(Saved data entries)
☆ ☆ ☆ ☆
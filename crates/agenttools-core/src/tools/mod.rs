//! Tool system for agent hosts
//!
//! Tools are the functions a host can call. Each tool has:
//! - A name and description for the host
//! - A JSON schema for parameters
//! - An execute method
//!
//! Hosts that want the plain "string in, string out" convention go through
//! [`ToolRegistry::invoke`], which never fails.

pub mod document;
pub mod filesystem;
pub mod process_utils;
pub mod shell;
pub mod tabular;
pub mod web;

use serde::{Deserialize, Serialize};
use serde_json::Value;
use std::collections::HashMap;
use std::future::Future;
use std::pin::Pin;
use std::sync::Arc;
use tracing::{debug, warn};

use crate::error::ToolError;
use crate::orchestration::format_tool_result;

/// Boxed future type for object-safe async trait methods
pub type BoxFuture<'a, T> = Pin<Box<dyn Future<Output = T> + Send + 'a>>;

/// Output from a tool execution
#[derive(Debug, Clone, Serialize, Deserialize)]
pub struct ToolOutput {
    /// Whether the tool succeeded
    pub success: bool,
    /// The output content (can be text, JSON, etc.)
    pub content: Value,
    /// Optional error message
    pub error: Option<String>,
    /// Metadata about the execution
    pub metadata: HashMap<String, Value>,
}

impl ToolOutput {
    pub fn success(content: impl Into<Value>) -> Self {
        Self {
            success: true,
            content: content.into(),
            error: None,
            metadata: HashMap::new(),
        }
    }

    pub fn error(message: impl Into<String>) -> Self {
        Self {
            success: false,
            content: Value::Null,
            error: Some(message.into()),
            metadata: HashMap::new(),
        }
    }

    /// A completed call that reports a failure but still carries content
    pub fn failure(content: impl Into<Value>) -> Self {
        Self {
            success: false,
            content: content.into(),
            error: None,
            metadata: HashMap::new(),
        }
    }

    pub fn with_metadata(mut self, key: impl Into<String>, value: impl Into<Value>) -> Self {
        self.metadata.insert(key.into(), value.into());
        self
    }

    /// Render the content as the single string a host receives.
    ///
    /// String content is returned verbatim, anything else as pretty JSON.
    pub fn to_text(&self) -> String {
        match (&self.content, &self.error) {
            (Value::Null, Some(err)) => format!("Error: {}", err),
            (Value::String(s), _) => s.clone(),
            (other, _) => {
                serde_json::to_string_pretty(other).unwrap_or_else(|_| other.to_string())
            }
        }
    }
}

/// Tool definition for host consumption
#[derive(Debug, Clone, Serialize, Deserialize)]
pub struct ToolDefinition {
    pub name: String,
    pub description: String,
    pub parameters: Value,
}

/// Core trait for all tools
pub trait Tool: Send + Sync {
    /// Tool name (used by the host to invoke)
    fn name(&self) -> &str;

    /// Description of what the tool does
    fn description(&self) -> &str;

    /// JSON schema for parameters
    fn parameters_schema(&self) -> Value;

    /// Execute the tool with given parameters
    fn execute(&self, params: Value) -> BoxFuture<'_, Result<ToolOutput, ToolError>>;

    /// Convert to tool definition for the host
    fn to_definition(&self) -> ToolDefinition {
        ToolDefinition {
            name: self.name().to_string(),
            description: self.description().to_string(),
            parameters: self.parameters_schema(),
        }
    }
}

/// Registry of available tools
#[derive(Default)]
pub struct ToolRegistry {
    tools: HashMap<String, Arc<dyn Tool>>,
}

impl ToolRegistry {
    pub fn new() -> Self {
        Self::default()
    }

    /// Register a tool
    pub fn register(&mut self, tool: Arc<dyn Tool>) {
        self.tools.insert(tool.name().to_string(), tool);
    }

    /// Get a tool by name
    pub fn get(&self, name: &str) -> Option<Arc<dyn Tool>> {
        self.tools.get(name).cloned()
    }

    /// List all available tools, sorted by name
    pub fn list(&self) -> Vec<ToolDefinition> {
        let mut defs: Vec<ToolDefinition> = self.tools.values().map(|t| t.to_definition()).collect();
        defs.sort_by(|a, b| a.name.cmp(&b.name));
        defs
    }

    /// Get all tools
    pub fn all(&self) -> Vec<Arc<dyn Tool>> {
        self.tools.values().cloned().collect()
    }

    pub fn len(&self) -> usize {
        self.tools.len()
    }

    pub fn is_empty(&self) -> bool {
        self.tools.is_empty()
    }

    /// Call a tool by name and render the outcome as a string.
    ///
    /// Unknown tools, bad parameters and execution errors all come back as
    /// `"Error: ..."` text.
    pub async fn invoke(&self, name: &str, params: Value) -> String {
        debug!(tool = name, "Invoking tool");
        let result = match self.get(name) {
            Some(tool) => tool.execute(params).await,
            None => Err(ToolError::NotFound(name.to_string())),
        };
        if let Err(e) = &result {
            if e.is_caller_error() {
                debug!(tool = name, kind = e.kind(), "Tool call rejected: {}", e);
            } else {
                warn!(tool = name, kind = e.kind(), "Tool call failed: {}", e);
            }
        }
        format_tool_result(result)
    }
}

/// Pull a required string parameter
pub(crate) fn require_str<'a>(params: &'a Value, key: &str) -> Result<&'a str, ToolError> {
    params[key]
        .as_str()
        .ok_or_else(|| ToolError::InvalidParams(format!("{} is required", key)))
}

/// Pull an optional non-empty string parameter
pub(crate) fn optional_str<'a>(params: &'a Value, key: &str) -> Option<&'a str> {
    params[key].as_str().filter(|s| !s.is_empty())
}

/// Helper macro for creating tool parameter schemas where every field is required
#[macro_export]
macro_rules! tool_params {
    ($($field:ident : $type:expr => $desc:expr),* $(,)?) => {
        serde_json::json!({
            "type": "object",
            "properties": {
                $( stringify!($field): { "type": $type, "description": $desc } ),*
            },
            "required": [ $( stringify!($field) ),* ]
        })
    };
}
//! Configuration management for agenttools
//!
//! Handles loading and saving the TOML configuration that tunes the
//! tool families: the shell denylist, read limits, HTTP timeouts and
//! table row caps.

use serde::{Deserialize, Serialize};
use std::path::{Path, PathBuf};
use tracing::info;

use crate::error::{Error, Result};
use crate::tools::shell::DEFAULT_DENYLIST;

/// Main application configuration
#[derive(Debug, Clone, Default, Serialize, Deserialize)]
pub struct Config {
    /// Shell execution settings
    #[serde(default)]
    pub shell: ShellConfig,
    /// File I/O settings
    #[serde(default)]
    pub files: FilesConfig,
    /// HTTP settings for web tools
    #[serde(default)]
    pub web: WebConfig,
    /// CSV and spreadsheet limits
    #[serde(default)]
    pub tables: TablesConfig,
    /// General application settings
    #[serde(default)]
    pub general: GeneralConfig,
}

/// Shell execution configuration
#[derive(Debug, Clone, Serialize, Deserialize)]
#[serde(default)]
pub struct ShellConfig {
    /// Fragments that block a command when found anywhere in it (case-insensitive)
    pub denylist: Vec<String>,
    /// Extra fragments appended to `denylist`
    pub extra_denylist: Vec<String>,
    /// Kill the child after this many seconds (none = wait forever)
    #[serde(skip_serializing_if = "Option::is_none")]
    pub timeout_secs: Option<u64>,
    /// Cap on captured bytes per output stream
    pub max_output_bytes: usize,
    /// Shell program override (defaults to `sh` / `cmd`)
    #[serde(skip_serializing_if = "Option::is_none")]
    pub shell: Option<String>,
}

impl Default for ShellConfig {
    fn default() -> Self {
        Self {
            denylist: DEFAULT_DENYLIST.iter().map(|s| s.to_string()).collect(),
            extra_denylist: Vec::new(),
            timeout_secs: None,
            max_output_bytes: 100_000,
            shell: None,
        }
    }
}

impl ShellConfig {
    /// All denylist fragments in order, configured ones first
    pub fn fragments(&self) -> impl Iterator<Item = &str> {
        self.denylist
            .iter()
            .chain(self.extra_denylist.iter())
            .map(|s| s.as_str())
    }
}

/// File I/O configuration
#[derive(Debug, Clone, Serialize, Deserialize)]
#[serde(default)]
pub struct FilesConfig {
    /// Default byte limit for `read_file`
    pub max_read_bytes: u64,
}

impl Default for FilesConfig {
    fn default() -> Self {
        Self {
            max_read_bytes: 500_000,
        }
    }
}

/// HTTP configuration for web tools
#[derive(Debug, Clone, Serialize, Deserialize)]
#[serde(default)]
pub struct WebConfig {
    /// Request timeout for page fetches and API calls (seconds)
    pub timeout_secs: u64,
    /// Request timeout for file downloads (seconds)
    pub download_timeout_secs: u64,
    /// User-Agent header sent with every request
    pub user_agent: String,
    /// Maximum characters returned from a fetched page
    pub max_content_length: usize,
}

impl Default for WebConfig {
    fn default() -> Self {
        Self {
            timeout_secs: 10,
            download_timeout_secs: 30,
            user_agent: format!("agenttools/{}", env!("CARGO_PKG_VERSION")),
            max_content_length: 200_000,
        }
    }
}

/// Row and result caps for CSV and spreadsheet tools
#[derive(Debug, Clone, Serialize, Deserialize)]
#[serde(default)]
pub struct TablesConfig {
    pub csv_max_rows: usize,
    pub sheet_max_rows: usize,
    pub search_max_results: usize,
}

impl Default for TablesConfig {
    fn default() -> Self {
        Self {
            csv_max_rows: 100,
            sheet_max_rows: 1000,
            search_max_results: 100,
        }
    }
}

/// General application configuration
#[derive(Debug, Clone, Serialize, Deserialize)]
#[serde(default)]
pub struct GeneralConfig {
    /// Working directory the file tools are confined to
    #[serde(skip_serializing_if = "Option::is_none")]
    pub workspace_dir: Option<PathBuf>,
    /// Log level
    pub log_level: String,
}

impl Default for GeneralConfig {
    fn default() -> Self {
        Self {
            workspace_dir: None,
            log_level: "warn".to_string(),
        }
    }
}

/// Configuration manager for loading and saving config
pub struct ConfigManager {
    config_path: PathBuf,
    config: Config,
}

impl ConfigManager {
    /// Create a new config manager with default path
    pub fn new() -> Result<Self> {
        let config_path = Self::default_config_path()?;
        Self::with_path(config_path)
    }

    /// Create a config manager with a specific path
    pub fn with_path(config_path: PathBuf) -> Result<Self> {
        let config = if config_path.exists() {
            info!(path = %config_path.display(), "Loading configuration");
            Self::load_from_path(&config_path)?
        } else {
            Config::default()
        };

        Ok(Self { config_path, config })
    }

    /// Get the default config path
    pub fn default_config_path() -> Result<PathBuf> {
        let config_dir = dirs::config_dir()
            .ok_or_else(|| Error::Config("Could not find config directory".to_string()))?;

        Ok(config_dir.join("agenttools").join("config.toml"))
    }

    /// Load configuration from a file
    fn load_from_path(path: &Path) -> Result<Config> {
        let content = std::fs::read_to_string(path)
            .map_err(|e| Error::Config(format!("Failed to read config: {}", e)))?;

        toml::from_str(&content)
            .map_err(|e| Error::Config(format!("Failed to parse config: {}", e)))
    }

    /// Path this manager loads from and saves to
    pub fn path(&self) -> &Path {
        &self.config_path
    }

    /// Get the current configuration
    pub fn config(&self) -> &Config {
        &self.config
    }

    /// Get mutable access to configuration
    pub fn config_mut(&mut self) -> &mut Config {
        &mut self.config
    }

    /// Save the current configuration to disk
    pub fn save(&self) -> Result<()> {
        if let Some(parent) = self.config_path.parent() {
            std::fs::create_dir_all(parent)
                .map_err(|e| Error::Config(format!("Failed to create config dir: {}", e)))?;
        }

        let content = toml::to_string_pretty(&self.config)
            .map_err(|e| Error::Config(format!("Failed to serialize config: {}", e)))?;

        std::fs::write(&self.config_path, content)
            .map_err(|e| Error::Config(format!("Failed to write config: {}", e)))?;

        Ok(())
    }
}

impl Default for ConfigManager {
    fn default() -> Self {
        Self::new().unwrap_or_else(|_| Self {
            config_path: PathBuf::from("config.toml"),
            config: Config::default(),
        })
    }
}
☆ ☆ ☆ ☆
Task description ▸
Only the lines from the beginning of the entries through the line bearing "pub mod document;" should be returned, each exactly as written.

Result of the exercise ▸
filename crates/agenttools-core/src/tools/mod.rs
//! Tool system for agent hosts
//!
//! Tools are the functions a host can call. Each tool has:
//! - A name and description for the host
//! - A JSON schema for parameters
//! - An execute method
//!
//! Hosts that want the plain "string in, string out" convention go through
//! [`ToolRegistry::invoke`], which never fails.

pub mod document;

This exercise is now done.